[Data to use]:
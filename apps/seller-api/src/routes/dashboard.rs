//! # Seller Dashboard API

use axum::extract::State;
use axum::routing::get;
use axum::{Json, Router};

use crate::auth::CurrentSeller;
use crate::dto::DashboardStatsResponse;
use crate::error::ApiError;
use crate::state::AppState;

pub fn router() -> Router<AppState> {
    Router::new().route("/seller/dashboard/stats", get(stats))
}

/// GET /seller/dashboard/stats: counters plus the pending payout.
async fn stats(
    State(state): State<AppState>,
    seller: CurrentSeller,
) -> Result<Json<DashboardStatsResponse>, ApiError> {
    let seller_id = seller.seller_id();
    let (stats, pending) = tokio::try_join!(
        state.stats.stats(seller_id),
        state.payouts.pending_payout(seller_id),
    )?;

    Ok(Json(DashboardStatsResponse::new(stats, pending.amount)))
}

[What you should do]: Go through the data above and return each line containing the string "DashboardStatsResponse".

[Answer box]:
use crate::dto::DashboardStatsResponse;
) -> Result<Json<DashboardStatsResponse>, ApiError> {
    Ok(Json(DashboardStatsResponse::new(stats, pending.amount)))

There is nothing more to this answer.